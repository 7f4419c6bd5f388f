//! Column values.
//!
//! [`Value`] is the closed set of scalar values fastgear moves between
//! entities, statements and sessions. It converts into `sea_query::Value`
//! for rendering and back out of rows through [`ValueType`].
//!
//! ```
//! use fastgear::{Value, ValueType};
//!
//! let v = 42i64.into_value();
//! assert_eq!(v, Value::Int(42));
//! assert_eq!(i64::from_value(&v), Some(42));
//! ```

use std::cmp::Ordering;
use std::fmt;
use std::hash::{Hash, Hasher};

use chrono::{DateTime, Utc};
use serde::{Deserialize, Serialize};
use uuid::Uuid;

use crate::schema::ColumnType;

#[derive(Debug, Clone, Default, Serialize, Deserialize)]
#[serde(untagged)]
pub enum Value {
    #[default]
    Null,
    Bool(bool),
    Int(i64),
    Float(f64),
    Timestamp(DateTime<Utc>),
    Uuid(Uuid),
    Text(String),
    Json(serde_json::Value),
}

impl Value {
    pub fn is_null(&self) -> bool {
        matches!(self, Value::Null)
    }

    /// Orders two values of compatible types. Nulls and mismatched types
    /// are incomparable.
    pub fn compare(&self, other: &Value) -> Option<Ordering> {
        match (self, other) {
            (Value::Bool(a), Value::Bool(b)) => Some(a.cmp(b)),
            (Value::Int(a), Value::Int(b)) => Some(a.cmp(b)),
            (Value::Float(a), Value::Float(b)) => a.partial_cmp(b),
            (Value::Int(a), Value::Float(b)) => (*a as f64).partial_cmp(b),
            (Value::Float(a), Value::Int(b)) => a.partial_cmp(&(*b as f64)),
            (Value::Text(a), Value::Text(b)) => Some(a.cmp(b)),
            (Value::Timestamp(a), Value::Timestamp(b)) => Some(a.cmp(b)),
            (Value::Uuid(a), Value::Uuid(b)) => Some(a.cmp(b)),
            (Value::Json(a), Value::Json(b)) if a == b => Some(Ordering::Equal),
            _ => None,
        }
    }

    /// SQL `IS DISTINCT FROM`: nulls compare equal to each other.
    pub fn is_distinct_from(&self, other: &Value) -> bool {
        match (self, other) {
            (Value::Null, Value::Null) => false,
            (Value::Null, _) | (_, Value::Null) => true,
            _ => self.compare(other) != Some(Ordering::Equal),
        }
    }

    /// Text rendering used by `CAST(col AS TEXT)` style matching.
    pub fn as_text(&self) -> Option<String> {
        match self {
            Value::Null => None,
            Value::Text(s) => Some(s.clone()),
            other => Some(other.to_string()),
        }
    }

    /// Parses an identifier string according to the type of the column it
    /// targets.
    pub fn parse_as(column_type: ColumnType, raw: &str) -> Option<Value> {
        let raw = raw.trim();
        match column_type {
            ColumnType::Integer | ColumnType::BigInteger => raw.parse().ok().map(Value::Int),
            ColumnType::Float => raw.parse().ok().map(Value::Float),
            ColumnType::Boolean => match raw.to_ascii_lowercase().as_str() {
                "true" | "t" | "1" => Some(Value::Bool(true)),
                "false" | "f" | "0" => Some(Value::Bool(false)),
                _ => None,
            },
            ColumnType::Text => Some(Value::Text(raw.to_string())),
            ColumnType::Timestamp => DateTime::parse_from_rfc3339(raw)
                .ok()
                .map(|dt| Value::Timestamp(dt.with_timezone(&Utc))),
            ColumnType::Uuid => Uuid::parse_str(raw).ok().map(Value::Uuid),
            ColumnType::Json => serde_json::from_str(raw).ok().map(Value::Json),
        }
    }

    /// Converts a JSON scalar into a value. Arrays and objects stay JSON.
    pub fn from_json(json: &serde_json::Value) -> Value {
        match json {
            serde_json::Value::Null => Value::Null,
            serde_json::Value::Bool(b) => Value::Bool(*b),
            serde_json::Value::Number(n) => match n.as_i64() {
                Some(i) => Value::Int(i),
                None => n.as_f64().map(Value::Float).unwrap_or(Value::Null),
            },
            serde_json::Value::String(s) => Value::Text(s.clone()),
            other => Value::Json(other.clone()),
        }
    }

    /// Converts into a `sea_query::Value`. `column_type` picks the typed
    /// null when the value is [`Value::Null`].
    pub fn to_sea_value(&self, column_type: Option<ColumnType>) -> sea_query::Value {
        match self {
            Value::Null => match column_type {
                Some(ColumnType::Integer) => sea_query::Value::Int(None),
                Some(ColumnType::BigInteger) => sea_query::Value::BigInt(None),
                Some(ColumnType::Float) => sea_query::Value::Double(None),
                Some(ColumnType::Boolean) => sea_query::Value::Bool(None),
                Some(ColumnType::Timestamp) => sea_query::Value::ChronoDateTimeUtc(None),
                Some(ColumnType::Uuid) => sea_query::Value::Uuid(None),
                Some(ColumnType::Json) => sea_query::Value::Json(None),
                Some(ColumnType::Text) | None => sea_query::Value::String(None),
            },
            Value::Bool(b) => (*b).into(),
            Value::Int(i) => match column_type {
                Some(ColumnType::Integer) => i32::try_from(*i)
                    .map(sea_query::Value::from)
                    .unwrap_or_else(|_| (*i).into()),
                _ => (*i).into(),
            },
            Value::Float(f) => (*f).into(),
            Value::Text(s) => s.clone().into(),
            Value::Timestamp(ts) => (*ts).into(),
            Value::Uuid(u) => (*u).into(),
            Value::Json(j) => j.clone().into(),
        }
    }
}

impl PartialEq for Value {
    fn eq(&self, other: &Self) -> bool {
        match (self, other) {
            (Value::Null, Value::Null) => true,
            (Value::Float(a), Value::Float(b)) => a.to_bits() == b.to_bits(),
            _ => {
                std::mem::discriminant(self) == std::mem::discriminant(other)
                    && self.compare(other) == Some(Ordering::Equal)
            }
        }
    }
}

impl Eq for Value {}

impl Hash for Value {
    fn hash<H: Hasher>(&self, state: &mut H) {
        std::mem::discriminant(self).hash(state);
        match self {
            Value::Null => {}
            Value::Bool(b) => b.hash(state),
            Value::Int(i) => i.hash(state),
            Value::Float(f) => f.to_bits().hash(state),
            Value::Text(s) => s.hash(state),
            Value::Timestamp(ts) => ts.hash(state),
            Value::Uuid(u) => u.hash(state),
            Value::Json(j) => j.to_string().hash(state),
        }
    }
}

impl fmt::Display for Value {
    fn fmt(&self, f: &mut fmt::Formatter<'_>) -> fmt::Result {
        match self {
            Value::Null => write!(f, "NULL"),
            Value::Bool(b) => write!(f, "{b}"),
            Value::Int(i) => write!(f, "{i}"),
            Value::Float(x) => write!(f, "{x}"),
            Value::Text(s) => write!(f, "{s}"),
            Value::Timestamp(ts) => write!(f, "{}", ts.to_rfc3339()),
            Value::Uuid(u) => write!(f, "{u}"),
            Value::Json(j) => write!(f, "{j}"),
        }
    }
}

/// Conversion between Rust types and [`Value`].
///
/// Entities use it in `from_row`/`to_row`; `from_value` returns `None` when
/// the value holds a different variant.
pub trait ValueType: Sized {
    fn into_value(self) -> Value;

    fn from_value(value: &Value) -> Option<Self>;
}

macro_rules! value_type {
    ($ty:ty, $variant:ident) => {
        impl ValueType for $ty {
            fn into_value(self) -> Value {
                Value::$variant(self)
            }

            fn from_value(value: &Value) -> Option<Self> {
                match value {
                    Value::$variant(v) => Some(v.clone()),
                    _ => None,
                }
            }
        }

        impl From<$ty> for Value {
            fn from(v: $ty) -> Self {
                Value::$variant(v)
            }
        }
    };
}

value_type!(bool, Bool);
value_type!(i64, Int);
value_type!(f64, Float);
value_type!(String, Text);
value_type!(DateTime<Utc>, Timestamp);
value_type!(Uuid, Uuid);
value_type!(serde_json::Value, Json);

impl ValueType for i32 {
    fn into_value(self) -> Value {
        Value::Int(i64::from(self))
    }

    fn from_value(value: &Value) -> Option<Self> {
        match value {
            Value::Int(v) => i32::try_from(*v).ok(),
            _ => None,
        }
    }
}

impl<T: ValueType> ValueType for Option<T> {
    fn into_value(self) -> Value {
        match self {
            Some(v) => v.into_value(),
            None => Value::Null,
        }
    }

    fn from_value(value: &Value) -> Option<Self> {
        match value {
            Value::Null => Some(None),
            other => T::from_value(other).map(Some),
        }
    }
}

impl From<i32> for Value {
    fn from(v: i32) -> Self {
        Value::Int(i64::from(v))
    }
}

impl From<&str> for Value {
    fn from(v: &str) -> Self {
        Value::Text(v.to_string())
    }
}

impl<T: Into<Value>> From<Option<T>> for Value {
    fn from(v: Option<T>) -> Self {
        v.map_or(Value::Null, Into::into)
    }
}

#[cfg(test)]
mod tests {
    use super::*;

    #[test]
    fn distinct_from_treats_nulls_as_equal() {
        assert!(!Value::Null.is_distinct_from(&Value::Null));
        assert!(Value::Null.is_distinct_from(&Value::Int(1)));
        assert!(!Value::Int(1).is_distinct_from(&Value::Int(1)));
        assert!(Value::Text("a".into()).is_distinct_from(&Value::Text("b".into())));
    }

    #[test]
    fn parse_identifier_by_column_type() {
        assert_eq!(Value::parse_as(ColumnType::BigInteger, "42"), Some(Value::Int(42)));
        assert_eq!(Value::parse_as(ColumnType::BigInteger, "forty-two"), None);
        assert_eq!(
            Value::parse_as(ColumnType::Text, "abc"),
            Some(Value::Text("abc".into()))
        );
        let id = Uuid::new_v4();
        assert_eq!(
            Value::parse_as(ColumnType::Uuid, &id.to_string()),
            Some(Value::Uuid(id))
        );
    }

    #[test]
    fn option_value_type() {
        assert_eq!(Option::<i64>::from_value(&Value::Null), Some(None));
        assert_eq!(Option::<i64>::from_value(&Value::Int(3)), Some(Some(3)));
        assert_eq!(Option::<i64>::from_value(&Value::Text("x".into())), None);
        assert_eq!(None::<String>.into_value(), Value::Null);
    }

    #[test]
    fn int_and_float_compare_but_are_not_equal() {
        assert_eq!(Value::Int(2).compare(&Value::Float(2.0)), Some(Ordering::Equal));
        assert_ne!(Value::Int(2), Value::Float(2.0));
    }

    #[test]
    fn typed_nulls_for_sea_query() {
        assert_eq!(
            Value::Null.to_sea_value(Some(ColumnType::BigInteger)),
            sea_query::Value::BigInt(None)
        );
        assert_eq!(
            Value::Int(7).to_sea_value(Some(ColumnType::Integer)),
            sea_query::Value::Int(Some(7))
        );
    }
}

◇ ◇ ◇ ◇

* **Work task**:
Nothing beyond the lines from the start of the entries through the line with "(Value::Text(a), Value::Text(b)) =>" should appear. Repeat those lines exactly, both ends included.

* **Written solution**:
repository 7f4419c6bd5f388f
//! Column values.
//!
//! [`Value`] is the closed set of scalar values fastgear moves between
//! entities, statements and sessions. It converts into `sea_query::Value`
//! for rendering and back out of rows through [`ValueType`].
//!
//! ```
//! use fastgear::{Value, ValueType};
//!
//! let v = 42i64.into_value();
//! assert_eq!(v, Value::Int(42));
//! assert_eq!(i64::from_value(&v), Some(42));
//! ```

use std::cmp::Ordering;
use std::fmt;
use std::hash::{Hash, Hasher};

use chrono::{DateTime, Utc};
use serde::{Deserialize, Serialize};
use uuid::Uuid;

use crate::schema::ColumnType;

#[derive(Debug, Clone, Default, Serialize, Deserialize)]
#[serde(untagged)]
pub enum Value {
    #[default]
    Null,
    Bool(bool),
    Int(i64),
    Float(f64),
    Timestamp(DateTime<Utc>),
    Uuid(Uuid),
    Text(String),
    Json(serde_json::Value),
}

impl Value {
    pub fn is_null(&self) -> bool {
        matches!(self, Value::Null)
    }

    /// Orders two values of compatible types. Nulls and mismatched types
    /// are incomparable.
    pub fn compare(&self, other: &Value) -> Option<Ordering> {
        match (self, other) {
            (Value::Bool(a), Value::Bool(b)) => Some(a.cmp(b)),
            (Value::Int(a), Value::Int(b)) => Some(a.cmp(b)),
            (Value::Float(a), Value::Float(b)) => a.partial_cmp(b),
            (Value::Int(a), Value::Float(b)) => (*a as f64).partial_cmp(b),
            (Value::Float(a), Value::Int(b)) => a.partial_cmp(&(*b as f64)),
            (Value::Text(a), Value::Text(b)) => Some(a.cmp(b)),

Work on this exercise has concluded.